Records supplied:

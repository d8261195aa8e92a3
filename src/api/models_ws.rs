use serde::{Deserialize, Serialize};

use crate::db::models::ChatMessage;

#[derive(Debug, Deserialize)]
#[serde(tag = "type", rename_all = "snake_case")]
pub enum WsClientMessage {
    Message { content: String },
    Clear,
}

#[derive(Debug, Serialize)]
#[serde(tag = "type", rename_all = "snake_case")]
pub enum WsServerMessage {
    Messages { messages: Vec<ChatMessage> },
    Composing { composing: bool },
    Error { content: String },
}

What is being asked:
Would you write out each entry precisely as it is given?

Output below:
repository d8261195aa8e92a3
filename src/api/models_ws.rs
use serde::{Deserialize, Serialize};

use crate::db::models::ChatMessage;

#[derive(Debug, Deserialize)]
#[serde(tag = "type", rename_all = "snake_case")]
pub enum WsClientMessage {
    Message { content: String },
    Clear,
}

#[derive(Debug, Serialize)]
#[serde(tag = "type", rename_all = "snake_case")]
pub enum WsServerMessage {
    Messages { messages: Vec<ChatMessage> },
    Composing { composing: bool },
    Error { content: String },
}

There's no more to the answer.